Corneal epithelial and stromal keratitis, caused by herpes simplex virus type 1 (HSV-1), is the leading cause of blindness in the United States.¹ Antiviral nucleoside analogs such as trifluridine (TFT) and idoxuridine (IDU), and acyclic nucleoside analogs acyclovir (ACV) and ganciclovir (GCV), have been applied topically to treat such infections.^2-4 However, for topically applied drugs to be effective, the compounds need to penetrate the cornea. The corneal epithelium consists of 5 to 6 layers of columnar epithelial cells that form tight junctions,⁵ limiting paracellular diffusion. Since a large number of naturally occurring nucleoside and nucleoside analogs are hydrophilic,⁶ transcellular diffusion is also low, thereby limiting the effectiveness of these antiviral agents. In the absence of specialized transport systems, the passage of hydrophilic molecules across the corneal epithelium is thus limited.

In mammalian cells, transcellular flux of nucleosides and nucleobases has been shown to be mediated by specific nucleoside and nucleobase transporters expressed on the cell membranes.^7,8 These transporters are essential for the cellular salvage of nucleosides and nucleobases for nucleotide and nucleic acid synthesis. Nucleoside transporters are classified into 2 categories based on their sodium dependency: sodium-independent equilibrative nucleoside transporters (facilitated diffusion) and concentrative (sodium dependent) nucleoside transporters.^7-12 Equilibrative nucleoside transporters are further classified into 2 subtypes on the basis of their sensitivity to nitrobenzylthioinosine (NBT). Equilibrative sensitive type, "es," is inhibited by nanomolar concentrations of NBT (K_i 0.1-1nM), whereas the equilibrative insensitive type, "ei," is inhibited by micromolar concentrations of NBT.^7-9 Both the "es" and the "ei" types of equilibrative transporters exhibit broad substrate specificities for the purine and pyrimidine nucleosides.

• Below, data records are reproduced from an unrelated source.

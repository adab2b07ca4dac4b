/// Returns whether `s1` is newer than `s2` in wrapping `u16` sequence space.
/// sequence_greater_than(2, 1) is true
/// sequence_greater_than(0, 65535) is true
/// sequence_greater_than(1, 1) is false
pub fn sequence_greater_than(s1: u16, s2: u16) -> bool {
    ((s1 > s2) && (s1 - s2 <= 32768)) || ((s1 < s2) && (s2 - s1 > 32768))
}

pub fn sequence_less_than(s1: u16, s2: u16) -> bool {
    sequence_greater_than(s2, s1)
}

/// Signed distance from `a` to `b`, taking the shorter way around.
///
/// # Examples
/// ```
/// # use dawn_shared::wrapping_diff;
/// assert_eq!(wrapping_diff(1, 2), 1);
/// assert_eq!(wrapping_diff(2, 1), -1);
/// assert_eq!(wrapping_diff(65535, 0), 1);
/// assert_eq!(wrapping_diff(0, 65535), -1);
/// ```
pub fn wrapping_diff(a: u16, b: u16) -> i16 {
    b.wrapping_sub(a) as i16
}
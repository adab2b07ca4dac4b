use dawn_engine::{net::NetGameModeHooks, session::SessionContext};
use dawn_shared::ClientId;

use crate::shooter::SHIP;

#[derive(Debug, Clone, Copy, PartialEq, Eq)]
pub enum HookCall {
    ServerStart,
    ServerEnd,
    JoinServer(ClientId),
    ClientConnected(ClientId),
    ClientDisconnected(ClientId),
}

/// Hooks that write down every call, optionally spawning a ship for each
/// client that connects
#[derive(Debug, Default)]
pub struct RecordingHooks {
    pub calls: Vec<HookCall>,
    pub spawn_ship_per_client: bool,
    pub updates: u32,
}

impl RecordingHooks {
    pub fn spawning_ships() -> Self {
        Self {
            spawn_ship_per_client: true,
            ..Self::default()
        }
    }

    pub fn count(&self, call: HookCall) -> usize {
        self.calls.iter().filter(|recorded| **recorded == call).count()
    }

    pub fn count_matching(&self, filter: impl Fn(&HookCall) -> bool) -> usize {
        self.calls.iter().filter(|recorded| filter(recorded)).count()
    }
}

impl NetGameModeHooks for RecordingHooks {
    fn server_on_start(&mut self, _session: &mut SessionContext<'_>) {
        self.calls.push(HookCall::ServerStart);
    }

    fn server_on_end(&mut self, _session: &mut SessionContext<'_>) {
        self.calls.push(HookCall::ServerEnd);
    }

    fn client_on_join_server(&mut self, _session: &mut SessionContext<'_>, client: ClientId) {
        self.calls.push(HookCall::JoinServer(client));
    }

    fn server_on_client_connected(&mut self, session: &mut SessionContext<'_>, client: ClientId) {
        self.calls.push(HookCall::ClientConnected(client));
        if !self.spawn_ship_per_client {
            return;
        }
        if let Some(net) = session.net.as_deref_mut() {
            net.spawn_entity(session.scene, SHIP, Some(client))
                .expect("ship spawn failed");
        }
    }

    fn server_on_client_disconnected(
        &mut self,
        _session: &mut SessionContext<'_>,
        client: ClientId,
    ) {
        self.calls.push(HookCall::ClientDisconnected(client));
    }

    fn update(&mut self, _session: &mut SessionContext<'_>, _dt: f32) {
        self.updates += 1;
    }
}
mod entity;
mod error;
mod scene;

pub use entity::Entity;
pub use error::RegistryError;
pub use scene::{IdSpace, SceneManager, System};
use crate::{BitCounter, BitReader, BitWrite, SerdeErr};

/// A value that can be written to and read from a bit stream
pub trait Serde: Sized + Clone + PartialEq {
    /// Writes the value into an outgoing bit stream
    fn ser(&self, writer: &mut dyn BitWrite);

    /// Reads a value out of an incoming bit stream
    fn de(reader: &mut BitReader) -> Result<Self, SerdeErr>;

    /// Number of bits `ser` will write
    fn bit_length(&self) -> u32 {
        let mut counter = BitCounter::new();
        self.ser(&mut counter);
        counter.bits_needed()
    }
}
use log::debug;

use dawn_shared::{ClientId, NetMode};

use crate::{
    events::{Event, JoinServerEvent, ServerClientConnectedEvent, ServerClientDisconnectedEvent},
    session::{GameMode, SessionContext},
};

/// Callbacks of a networked game mode. Every hook defaults to doing nothing.
pub trait NetGameModeHooks: 'static {
    /// The session started serving, either at mode start or later
    fn server_on_start(&mut self, _session: &mut SessionContext<'_>) {}

    /// The session stopped serving or the mode ended while serving
    fn server_on_end(&mut self, _session: &mut SessionContext<'_>) {}

    fn client_on_join_server(&mut self, _session: &mut SessionContext<'_>, _client: ClientId) {}

    fn server_on_client_connected(&mut self, _session: &mut SessionContext<'_>, _client: ClientId) {
    }

    fn server_on_client_disconnected(
        &mut self,
        _session: &mut SessionContext<'_>,
        _client: ClientId,
    ) {
    }

    fn update(&mut self, _session: &mut SessionContext<'_>, _dt: f32) {}
}

/// Game mode that turns net state changes and events into
/// [`NetGameModeHooks`] calls. `server_on_start` and `server_on_end` fire
/// exactly once per stretch of serving.
pub struct NetGameMode<H: NetGameModeHooks> {
    hooks: H,
    server_started: bool,
}

impl<H: NetGameModeHooks> NetGameMode<H> {
    pub fn new(hooks: H) -> Self {
        Self {
            hooks,
            server_started: false,
        }
    }

    pub fn hooks(&self) -> &H {
        &self.hooks
    }

    pub fn hooks_mut(&mut self) -> &mut H {
        &mut self.hooks
    }

    /// True between `server_on_start` and `server_on_end`
    pub fn running_as_server(&self) -> bool {
        self.server_started
    }

    fn start_server(&mut self, session: &mut SessionContext<'_>) {
        debug!("net game mode: server started");
        self.server_started = true;
        self.hooks.server_on_start(session);
    }

    fn end_server(&mut self, session: &mut SessionContext<'_>) {
        debug!("net game mode: server ended");
        self.server_started = false;
        self.hooks.server_on_end(session);
    }
}

impl<H: NetGameModeHooks> GameMode for NetGameMode<H> {
    fn on_start(&mut self, session: &mut SessionContext<'_>) {
        if session.net_mode() == NetMode::Server {
            self.start_server(session);
        }
    }

    fn on_end(&mut self, session: &mut SessionContext<'_>) {
        if self.server_started {
            self.end_server(session);
        }
    }

    fn update(&mut self, session: &mut SessionContext<'_>, dt: f32) {
        let serving = session.net_mode() == NetMode::Server;
        if serving && !self.server_started {
            self.start_server(session);
        } else if !serving && self.server_started {
            self.end_server(session);
        }
        self.hooks.update(session, dt);
    }

    fn on_event(&mut self, session: &mut SessionContext<'_>, event: &dyn Event) {
        if let Some(event) = event.downcast_ref::<JoinServerEvent>() {
            self.hooks.client_on_join_server(session, event.client);
        } else if let Some(event) = event.downcast_ref::<ServerClientConnectedEvent>() {
            self.hooks.server_on_client_connected(session, event.client);
        } else if let Some(event) = event.downcast_ref::<ServerClientDisconnectedEvent>() {
            self.hooks.server_on_client_disconnected(session, event.client);
        }
    }
}
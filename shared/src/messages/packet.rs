use log::warn;

use dawn_serde::{BitReader, BitWrite, BitWriter, Serde};

use crate::messages::MessageError;

/// Protocol id (32 bits) followed by the message count (16 bits)
pub const PACKET_HEADER_BITS: u32 = 48;

/// Largest single message that fits in a datagram of `max_bytes`
pub fn max_message_bits(max_bytes: usize) -> u32 {
    u32::try_from(max_bytes.saturating_mul(8))
        .unwrap_or(u32::MAX)
        .saturating_sub(PACKET_HEADER_BITS)
}

/// Batches messages into datagrams no larger than a byte budget
pub struct PacketWriter<M: Serde> {
    protocol_id: u32,
    max_bits: u32,
    messages: Vec<M>,
    bits: u32,
}

impl<M: Serde> PacketWriter<M> {
    pub fn new(protocol_id: u32, max_bytes: usize) -> Self {
        let max_bits = u32::try_from(max_bytes.saturating_mul(8)).unwrap_or(u32::MAX);
        Self {
            protocol_id,
            max_bits,
            messages: Vec::new(),
            bits: PACKET_HEADER_BITS,
        }
    }

    pub fn is_empty(&self) -> bool {
        self.messages.is_empty()
    }

    pub fn len(&self) -> usize {
        self.messages.len()
    }

    /// Adds the message if it fits in the budget, otherwise hands it back
    pub fn try_push(&mut self, message: M) -> Result<(), M> {
        let message_bits = message.bit_length();
        let total = self.bits.saturating_add(message_bits);
        if total > self.max_bits || self.messages.len() >= usize::from(u16::MAX) {
            return Err(message);
        }
        self.bits = total;
        self.messages.push(message);
        Ok(())
    }

    pub fn finish(self) -> Box<[u8]> {
        let mut writer = BitWriter::with_capacity(self.bits.div_ceil(8) as usize);
        self.protocol_id.ser(&mut writer);
        // try_push caps the count at u16::MAX
        (self.messages.len() as u16).ser(&mut writer);
        for message in &self.messages {
            message.ser(&mut writer);
        }
        writer.to_bytes()
    }
}

/// Packs `messages` into as few datagrams as fit the byte budget, keeping
/// their order. A message too large for an empty datagram is dropped.
pub fn pack_messages<M: Serde>(
    protocol_id: u32,
    max_bytes: usize,
    messages: impl IntoIterator<Item = M>,
) -> Vec<Box<[u8]>> {
    let mut packets = Vec::new();
    let mut writer = PacketWriter::new(protocol_id, max_bytes);
    for message in messages {
        if let Err(message) = writer.try_push(message) {
            if writer.is_empty() {
                warn!(
                    "dropping message of {} bits, larger than a {} byte packet",
                    message.bit_length(),
                    max_bytes
                );
                continue;
            }
            packets.push(writer.finish());
            writer = PacketWriter::new(protocol_id, max_bytes);
            if let Err(message) = writer.try_push(message) {
                warn!(
                    "dropping message of {} bits, larger than a {} byte packet",
                    message.bit_length(),
                    max_bytes
                );
            }
        }
    }
    if !writer.is_empty() {
        packets.push(writer.finish());
    }
    packets
}

/// Reads every message of a datagram. Fails on the first message that
/// can't be decoded.
pub fn read_packet<M: Serde>(protocol_id: u32, payload: &[u8]) -> Result<Vec<M>, MessageError> {
    let mut reader = BitReader::new(payload);
    let received = u32::de(&mut reader)?;
    if received != protocol_id {
        return Err(MessageError::ProtocolMismatch {
            expected: protocol_id,
            received,
        });
    }
    let count = u16::de(&mut reader)?;
    let mut messages = Vec::with_capacity(usize::from(count).min(64));
    for _ in 0..count {
        messages.push(M::de(&mut reader)?);
    }
    Ok(messages)
}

Sodium-dependent concentrative systems comprise 5 subtypes, N1 to N5,^{7-9, 13-16} defined on the basis of substrate selectivity. N1 is selective for the purine nucleosides and uridine, N2 is selective for the pyrimidine nucleosides and adenosine, N3 has broad specificity for both purine and pyrimidine nucleosides, and N4 is pyrimidine selective but also transports adenosine and guanosine but not inosine. The N5 system is NBT sensitive and prefers guanosine as the substrate.⁹

Nucleobase transporters, on the other hand, are not so clearly defined. These transporters have been reported to exhibit varying substrate specificities with respect to nucleobases as well as nucleosides.^{8, 17-22} Moreover, both sodium-dependent and sodium-independent nucleobase transporters are expressed on mammalian cells.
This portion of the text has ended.